McKay, the first sports commentator to win an Emmy award in 1968 and currently the possessor of seven, received two in 1972 - one for his sports coverage and the other for his news reporting of the tragedy. He is perhaps proudest, though, of a simple telegram he found in his mailbox at Munich praising his work and concluding with the words: "You were a credit to the network, yourself, and the profession" - Walter Cronkite.

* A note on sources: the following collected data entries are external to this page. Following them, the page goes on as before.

use crate::config::KeyRepeatPolicy;
use crate::descriptors::{FieldLookup, RepeatMode};
use crate::errors::{PbsError, PbsResult, ParseError};
use regex::Regex;
use std::collections::HashMap;
use std::collections::hash_map::Entry;
use std::io::{self, BufRead, Lines};
use std::sync::LazyLock;

static SECTION_HEADER: LazyLock<Regex> = LazyLock::new(|| {
    Regex::new(r"^\s*\[\s*(.*)\s*\]\s*$").expect("section header pattern is valid")
});

static KEY_VALUE: LazyLock<Regex> = LazyLock::new(|| {
    Regex::new(r"^\s*(\w+)\s*=\s*(.*)$").expect("key value pattern is valid")
});

/// The raw contents of one `[Section]`
#[derive(Debug, Clone, Default, PartialEq, Eq)]
pub struct PbsSectionData {
    /// Header text between the brackets
    pub name: String,
    /// Position of the section in its file, starting at 0
    pub index: usize,
    /// Values by key, in the order their lines appeared
    pub contents: HashMap<String, Vec<String>>,
}

impl PbsSectionData {
    fn new(name: &str, index: usize) -> Self {
        PbsSectionData {
            name: name.to_string(),
            index,
            contents: HashMap::new(),
        }
    }
}

/// Lazily yields the sections of a PBS file.
///
/// A section is complete when the next header is found or the input ends.
/// The first error ends iteration.
pub struct FileSections<'a, R> {
    lines: Lines<R>,
    schema: Option<&'a dyn FieldLookup>,
    key_repeat: KeyRepeatPolicy,
    line_number: usize,
    current: Option<PbsSectionData>,
    next_index: usize,
    finished: bool,
}

/// Split a file into sections. `schema` tells the parser which keys may repeat.
pub fn each_file_section<'a, R: BufRead>(
    reader: R,
    schema: Option<&'a dyn FieldLookup>,
) -> FileSections<'a, R> {
    each_file_section_with(reader, schema, KeyRepeatPolicy::default())
}

pub fn each_file_section_with<'a, R: BufRead>(
    reader: R,
    schema: Option<&'a dyn FieldLookup>,
    key_repeat: KeyRepeatPolicy,
) -> FileSections<'a, R> {
    FileSections {
        lines: reader.lines(),
        schema,
        key_repeat,
        line_number: 0,
        current: None,
        next_index: 0,
        finished: false,
    }
}

impl<R: BufRead> FileSections<'_, R> {
    fn fail(&mut self, error: PbsError) -> Option<PbsResult<PbsSectionData>> {
        self.finished = true;
        Some(Err(error))
    }
}

impl<R: BufRead> Iterator for FileSections<'_, R> {
    type Item = PbsResult<PbsSectionData>;

    fn next(&mut self) -> Option<Self::Item> {
        if self.finished {
            return None;
        }

        loop {
            self.line_number += 1;
            let raw = match self.lines.next() {
                Some(Ok(raw)) => raw,
                Some(Err(err)) if err.kind() == io::ErrorKind::InvalidData => {
                    let line = self.line_number;
                    return self.fail(ParseError::Encoding { line }.into());
                }
                Some(Err(err)) => return self.fail(err.into()),
                None => {
                    self.finished = true;
                    return self.current.take().map(Ok);
                }
            };

            let raw = raw.trim_start_matches('\u{feff}');
            let content = raw.split('#').next().unwrap_or_default().trim();
            if content.is_empty() {
                continue;
            }

            if let Some(captures) = SECTION_HEADER.captures(content) {
                let section = PbsSectionData::new(captures[1].trim(), self.next_index);
                self.next_index += 1;
                if let Some(completed) = self.current.replace(section) {
                    return Some(Ok(completed));
                }
                continue;
            }

            let line = self.line_number;
            let Some(section) = self.current.as_mut() else {
                let text = raw.to_string();
                return self.fail(ParseError::MissingSection { line, text }.into());
            };
            let Some(captures) = KEY_VALUE.captures(content) else {
                let text = raw.to_string();
                return self.fail(ParseError::BadLineSyntax { line, text }.into());
            };

            let key = captures[1].to_string();
            let value = captures[2].trim_end().to_string();
            let repeats = self
                .schema
                .and_then(|schema| schema.repeat_mode(&key))
                == Some(RepeatMode::KeyRepeat);

            match (repeats, self.key_repeat, section.contents.entry(key)) {
                (true, _, Entry::Occupied(mut values)) => values.get_mut().push(value),
                (true, KeyRepeatPolicy::KeepAll, Entry::Vacant(values)) => {
                    values.insert(vec![value]);
                }
                (true, KeyRepeatPolicy::DiscardFirst, Entry::Vacant(values)) => {
                    values.insert(Vec::new());
                }
                (false, _, Entry::Occupied(mut values)) => *values.get_mut() = vec![value],
                (false, _, Entry::Vacant(values)) => {
                    values.insert(vec![value]);
                }
            }
        }
    }
}
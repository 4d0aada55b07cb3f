#[cfg(test)]
mod tests {
    use crate::tests::common::{tag, written, TestPair, TestRecord, SEPARATOR};
    use crate::{compile_pbs_entries, compile_pbs_file, write_pbs};
    use pretty_assertions::assert_eq;
    use schema::{DamageCategory, GameplayTagContainer, Name, Text};

    fn sample_records() -> Vec<TestRecord> {
        let mut flags = GameplayTagContainer::new();
        flags.add_tag(tag("Test.Flag.Hidden.Power"));

        vec![
            TestRecord {
                id: Name::new("ALPHA"),
                index: 0,
                flag: true,
                small: -3,
                count: 500,
                ratio: 0.25,
                label: "Hello, world".to_string(),
                target: Name::none(),
                title: Text::localized("TestRecords", "ALPHA_Title", "Alpha title"),
                category: DamageCategory::Special,
                element: tag("Test.Element.Fire"),
                optional: Some(0),
                pairs: vec![TestPair {
                    name: Name::none(),
                    amount: Some(5),
                }],
                notes: vec!["first, with comma".to_string(), "second".to_string()],
                flags,
            },
            TestRecord {
                id: Name::new("BETA"),
                index: 1,
                target: Name::new("Stage"),
                pairs: vec![
                    TestPair {
                        name: Name::new("A"),
                        amount: Some(1),
                    },
                    TestPair {
                        name: Name::new("B, C"),
                        amount: None,
                    },
                ],
                ..TestRecord::default()
            },
        ]
    }

    fn expected_text() -> String {
        written(&format!(
            "{SEPARATOR}[ALPHA]
Flag = true
Small = -3
Count = 500
Ratio = 0.25
Label = Hello, world
Title = Alpha title
Category = Special
Element = Fire
Optional = 0
Pairs = None,5
Note = first, with comma
Note = second
Flags = Hidden_Power
{SEPARATOR}[BETA]
Target = Stage
Pairs = A,1,\"B, C\",
"
        ))
    }

    #[test]
    fn test_write_produces_expected_text() {
        let mut output = Vec::new();
        write_pbs(&sample_records(), &mut output).unwrap();
        assert_eq!(String::from_utf8(output).unwrap(), expected_text());
    }

    #[test]
    fn test_compile_reads_back_written_records() {
        let records = compile_pbs_entries::<TestRecord>(expected_text().as_bytes()).unwrap();
        assert_eq!(records, sample_records());
    }

    #[test]
    fn test_read_write_read_is_stable() {
        let first = compile_pbs_entries::<TestRecord>(expected_text().as_bytes()).unwrap();

        let mut output = Vec::new();
        write_pbs(&first, &mut output).unwrap();
        let second = compile_pbs_entries::<TestRecord>(output.as_slice()).unwrap();

        assert_eq!(first, second);
        assert_eq!(String::from_utf8(output).unwrap(), expected_text());
    }

    #[test]
    fn test_compile_file_keys_records_by_section() {
        let records = compile_pbs_file::<TestRecord>(expected_text().as_bytes()).unwrap();
        assert_eq!(records.len(), 2);
        assert_eq!(records["ALPHA"].count, 500);
        assert_eq!(records["BETA"].index, 1);
        assert_eq!(records["BETA"].pairs[1].name, Name::new("B, C"));
    }

    #[test]
    fn test_localized_literals_survive_round_trip() {
        let record = TestRecord {
            id: Name::new("GAMMA"),
            title: Text::localized("Elsewhere", "SomeKey", "Borrowed"),
            ..TestRecord::default()
        };

        let mut output = Vec::new();
        write_pbs(std::slice::from_ref(&record), &mut output).unwrap();
        let text = String::from_utf8(output).unwrap();
        assert!(text.contains("Title = NSLOCTEXT(\"Elsewhere\", \"SomeKey\", \"Borrowed\")"));

        let records = compile_pbs_entries::<TestRecord>(text.as_bytes()).unwrap();
        assert_eq!(records, vec![record]);
    }
}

McKay began his career as a newspaperman, learning the facts of journalistic life as a police and general-assignment reporter for the Baltimore Sun in the mid-1940s. His entry into TV was actually pretty much a fluke - the paper acquired a station and, eager to get on the air quickly, picked a few of its reporters and turned them into instant newscasters.

This was 1948, and no one knew where TV was headed, but McKay soon found himself helping to host and produce a three-hour show, and two years later he was hired by CBS. He started with a variety show there, but soon gravitated to sports, then in 1961 moved to ABC, where he has been host of "Wide World of Sports" as well as the network's main Olympic man ever since.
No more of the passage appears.